Women, Motherhood, and the Rat Race

Pivoting off a David Brooks column on the "geographical aristocracy," Rod Dreher has started an interesting discussion on his blog about why smart kids leave small towns for certain big cities and then never come back, and the effects this has on their families, their home communities, and conservative values. Maisy, a commenter, said this:
Women in particular are in for a nasty surprise after they jump through all the meritocratic hoops, get out of their small town, go to the fancy grad school and land a prestigious job in an expensive blue-state city . . . and then find themselves at 35 with two babies and no mom, sister, or other female relative within a thousand miles.

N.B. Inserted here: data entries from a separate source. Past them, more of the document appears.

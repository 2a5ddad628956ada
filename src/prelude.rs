//! One-stop imports for the common surface of the crate.
//!
//! ```
//! use exchange_core::prelude::*;
//!
//! let engine = MatchingEngine::new();
//! let order = Order::limit("alice", "BTC/USD", Side::Buy, 1, 10_000, TimeInForce::Gtc);
//! engine.process_order(order).unwrap();
//! ```

pub use crate::config::{CoordinatorConfig, EnginePreset, MatchingConfig, PRICE_SCALE};
pub use crate::engine::{
    MatchingEngine, MetricsSnapshot, OrderBookListener, OrderEvent, OrderEventKind, TradeEvent,
    TradeListener,
};
pub use crate::errors::{EngineError, ErrorClass};
pub use crate::order::{Order, OrderId, OrderKind, OrderStatus, Side, TimeInForce};
pub use crate::orderbook::{
    LevelSnapshot, MatchOutcome, OrderBook, OrderBookError, OrderBookSnapshot,
    OrderBookSnapshotPackage, Trade,
};
pub use crate::risk::{
    BreakerState, BreakerStatus, CircuitBreakerConfig, CircuitBreakerSystem, HaltReason,
    LimitKind, Position, PositionBook, PricePoint, RiskCheckContext, RiskCheckResult,
    RiskCoordinator, RiskError, RiskLimit, RiskOp, RiskOutcome, RiskService, RiskServiceBuilder,
    TradeObserver,
};
pub use crate::store::{
    LimitStore, MemoryLimitStore, MemoryPositionStore, PositionStore, StoreError,
};
pub use crate::utils::{Clock, ManualClock, SystemClock, current_time_millis};
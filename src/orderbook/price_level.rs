//! A single price level: a FIFO queue of resting orders plus aggregate
//! counters that can be read without taking the queue lock.

use crate::order::{Order, OrderId, OrderStatus};
use std::collections::VecDeque;
use std::sync::Mutex;
use std::sync::atomic::{AtomicU64, Ordering};

/// One fill taken from the front of a level's queue.
#[derive(Debug, Clone)]
pub(crate) struct LevelFill {
    /// Snapshot of the maker order after the fill was applied.
    pub maker: Order,
    /// Quantity consumed from the maker by this fill.
    pub quantity: u64,
}

/// Result of consuming liquidity from one level.
#[derive(Debug, Default)]
pub(crate) struct LevelExecution {
    /// Total quantity executed at this level.
    pub executed: u64,
    /// Individual maker fills in FIFO order.
    pub fills: Vec<LevelFill>,
}

/// All orders resting at one price, in arrival order.
///
/// Aggregates (`total_quantity`, `order_count`) are kept in atomics updated
/// alongside every queue mutation so top-of-book and snapshot reads never
/// contend with the queue lock. Structural mutation is serialised by the
/// owning book's gate.
#[derive(Debug)]
pub(crate) struct PriceLevel {
    price: u128,
    quantity: AtomicU64,
    order_count: AtomicU64,
    queue: Mutex<VecDeque<Order>>,
}

impl PriceLevel {
    pub(crate) fn new(price: u128) -> Self {
        Self {
            price,
            quantity: AtomicU64::new(0),
            order_count: AtomicU64::new(0),
            queue: Mutex::new(VecDeque::new()),
        }
    }

    pub(crate) fn price(&self) -> u128 {
        self.price
    }

    /// Aggregate open quantity at this level.
    pub(crate) fn total_quantity(&self) -> u64 {
        self.quantity.load(Ordering::Acquire)
    }

    /// Number of resting orders at this level.
    pub(crate) fn order_count(&self) -> u64 {
        self.order_count.load(Ordering::Acquire)
    }

    pub(crate) fn is_empty(&self) -> bool {
        self.order_count() == 0
    }

    /// Appends an order at the FIFO tail.
    pub(crate) fn push_back(&self, order: Order) {
        let remaining = order.remaining_quantity();
        let mut queue = lock(&self.queue);
        queue.push_back(order);
        self.quantity.fetch_add(remaining, Ordering::AcqRel);
        self.order_count.fetch_add(1, Ordering::AcqRel);
    }

    /// Consumes up to `quantity` lots from the FIFO head.
    ///
    /// Fully filled makers are removed from the queue; a partially filled
    /// head stays in place with its updated state. Returns every fill so
    /// the book can emit trades and completion events.
    pub(crate) fn consume(&self, quantity: u64, now: u64) -> LevelExecution {
        let mut execution = LevelExecution::default();
        let mut remaining = quantity;
        let mut queue = lock(&self.queue);

        while remaining > 0 {
            let Some(maker) = queue.front_mut() else {
                break;
            };
            let fill = remaining.min(maker.remaining_quantity());
            maker.apply_fill(fill, now);
            remaining -= fill;
            execution.executed += fill;
            self.quantity.fetch_sub(fill, Ordering::AcqRel);

            let snapshot = maker.clone();
            if snapshot.status == OrderStatus::Filled {
                queue.pop_front();
                self.order_count.fetch_sub(1, Ordering::AcqRel);
            }
            execution.fills.push(LevelFill {
                maker: snapshot,
                quantity: fill,
            });
        }

        execution
    }

    /// Removes a resting order by id, returning it if present.
    pub(crate) fn remove(&self, order_id: OrderId) -> Option<Order> {
        let mut queue = lock(&self.queue);
        let index = queue.iter().position(|order| order.id == order_id)?;
        let order = queue.remove(index)?;
        self.quantity
            .fetch_sub(order.remaining_quantity(), Ordering::AcqRel);
        self.order_count.fetch_sub(1, Ordering::AcqRel);
        Some(order)
    }

    /// Copies a single resting order out of the queue.
    pub(crate) fn get(&self, order_id: OrderId) -> Option<Order> {
        lock(&self.queue)
            .iter()
            .find(|order| order.id == order_id)
            .cloned()
    }
}

fn lock<T>(mutex: &Mutex<T>) -> std::sync::MutexGuard<'_, T> {
    mutex.lock().unwrap_or_else(|poisoned| poisoned.into_inner())
}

In my experience, when that first child is born, the impressive corporate job you’ve worked all your life for starts to look a lot like fool’s gold: You’d much rather be home with your child, who needs you. Immediately, a series of unpleasant realizations hits:

(1) You’ve bought a house (and your husband has a job) in a place where the cost of living is so astronomical that it’s very hard to cut down to one salary. It would not mean giving up luxuries but moving to a crappy, possibly dangerous neighborhood with bad schools. Or your husband could do a 3-hour commute.

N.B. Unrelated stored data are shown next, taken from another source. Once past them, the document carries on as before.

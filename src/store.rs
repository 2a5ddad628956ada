//! Persistence capabilities consumed by the risk service.
//!
//! Durable storage lives outside this crate; the core only needs
//! `load_all` at startup and best-effort `flush` hooks after mutations.
//! Flush failures are logged by the caller and never propagate into the
//! trading path.

use crate::risk::{Position, RiskLimit};
use std::sync::Mutex;
use thiserror::Error;

/// Failures raised by a persistence capability.
#[derive(Debug, Error)]
#[non_exhaustive]
pub enum StoreError {
    /// The backing store could not be reached.
    #[error("store unavailable: {0}")]
    Unavailable(String),
    /// A persisted record could not be decoded.
    #[error("corrupt record: {0}")]
    Corrupt(String),
}

/// Durable storage for positions.
pub trait PositionStore: Send + Sync {
    /// Loads every persisted position. Called once at startup.
    fn load_all(&self) -> Result<Vec<Position>, StoreError>;

    /// Persists one position after a mutation. Best-effort and eventually
    /// consistent.
    fn flush(&self, position: &Position) -> Result<(), StoreError>;
}

/// Durable storage for risk limits.
pub trait LimitStore: Send + Sync {
    /// Loads every persisted limit. Called once at startup.
    fn load_all(&self) -> Result<Vec<RiskLimit>, StoreError>;

    /// Persists one limit after registration. Best-effort.
    fn flush(&self, limit: &RiskLimit) -> Result<(), StoreError>;
}

/// In-memory [`PositionStore`], for tests and single-process deployments.
#[derive(Debug, Default)]
pub struct MemoryPositionStore {
    inner: Mutex<Vec<Position>>,
}

impl MemoryPositionStore {
    /// Creates an empty store.
    pub fn new() -> Self {
        Self::default()
    }

    /// Creates a store pre-seeded with positions.
    pub fn with_positions(positions: Vec<Position>) -> Self {
        Self {
            inner: Mutex::new(positions),
        }
    }
}

impl PositionStore for MemoryPositionStore {
    fn load_all(&self) -> Result<Vec<Position>, StoreError> {
        Ok(lock(&self.inner).clone())
    }

    fn flush(&self, position: &Position) -> Result<(), StoreError> {
        let mut inner = lock(&self.inner);
        match inner
            .iter_mut()
            .find(|entry| entry.user_id == position.user_id && entry.symbol == position.symbol)
        {
            Some(entry) => *entry = position.clone(),
            None => inner.push(position.clone()),
        }
        Ok(())
    }
}

/// In-memory [`LimitStore`], for tests and single-process deployments.
#[derive(Debug, Default)]
pub struct MemoryLimitStore {
    inner: Mutex<Vec<RiskLimit>>,
}

impl MemoryLimitStore {
    /// Creates an empty store.
    pub fn new() -> Self {
        Self::default()
    }

    /// Creates a store pre-seeded with limits.
    pub fn with_limits(limits: Vec<RiskLimit>) -> Self {
        Self {
            inner: Mutex::new(limits),
        }
    }
}

impl LimitStore for MemoryLimitStore {
    fn load_all(&self) -> Result<Vec<RiskLimit>, StoreError> {
        Ok(lock(&self.inner).clone())
    }

    fn flush(&self, limit: &RiskLimit) -> Result<(), StoreError> {
        lock(&self.inner).push(limit.clone());
        Ok(())
    }
}

fn lock<T>(mutex: &Mutex<T>) -> std::sync::MutexGuard<'_, T> {
    mutex.lock().unwrap_or_else(|poisoned| poisoned.into_inner())
}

(2) Nannies and daycare are incredibly expensive and guilt-inducing.

(3) Your family is scattered all over the U.S., driven by similar forces. But having only strangers whom you pay to help you, at that time of life when you most need help, is unnatural and weird.

(4) Meanwhile, hubby is deep in the meritocratic rat race trying to make partner or whatever, so don’t count on him being around much either. You met him at the fancy school and he still has his fancy dreams, which have not been derailed by having kids. Fat chance he’s moving back to Hicksville.

(5) Your life is incredibly hard, lonely, and pricey, and there’s no easy way out. The girls on Facebook who opted for simpler lives close to home seem to be happier than you are.

(6) Oh — and congratulations on getting all those A’s! It was totally worth it.

Sacrasm aside, someone should start telling girls — realistically — what they’re probably going to want in 20 years. At 35, I would have given anything to have my mom nearby and an affordable three-bedroom ranch house in an uncool midsized town. But my “smart girl” dynamic rocketed me right out of that world before I even knew what hit me.
My own contribution to this discussion was as follows:
I wanted to second what Tyro said. A libertarian, capitalist, dog-eat-dog economic world forces people who care about their families to seek high-paying jobs wherever they can find them. If staying home means living in a trailer without health insurance, then responsible parents will move.

This is why I think free-market capitalism is anything but a conservative policy. In a world of economic winners and losers, anyone who doesn’t want to be a loser, or see his children grow thinking they are losers, has to enter the marketplace and fight hard for a decent share of the pie. John Boehner likes to complain that the government destroyed the world he grew up in, but I don’t think so. He grew up in a world where factory workers in small Ohio cities earned middle class salaries, with pensions and health benefits. It wasn’t the government that took those good, union jobs and left people with the choice of fast food or moving on. Preserving small towns means using government money to cushion the effects of economic change.

3 comments:

Anonymous said...

I so agree with your comments.

kathy said...

I disagree the assumption that the arrival of my first child made me wish I could trade my high earning job in to stay home. It made the time I spend with smart adults all the more precious. I'll return to contemplating Hadrian;s villa now.

John said...

Kathy, I just posted that because it was a mother's perspective on this issue that I think about a lot: the relationship between our economic system and our home and family lives. Obviously women react to the arrival of their children in lots of different ways.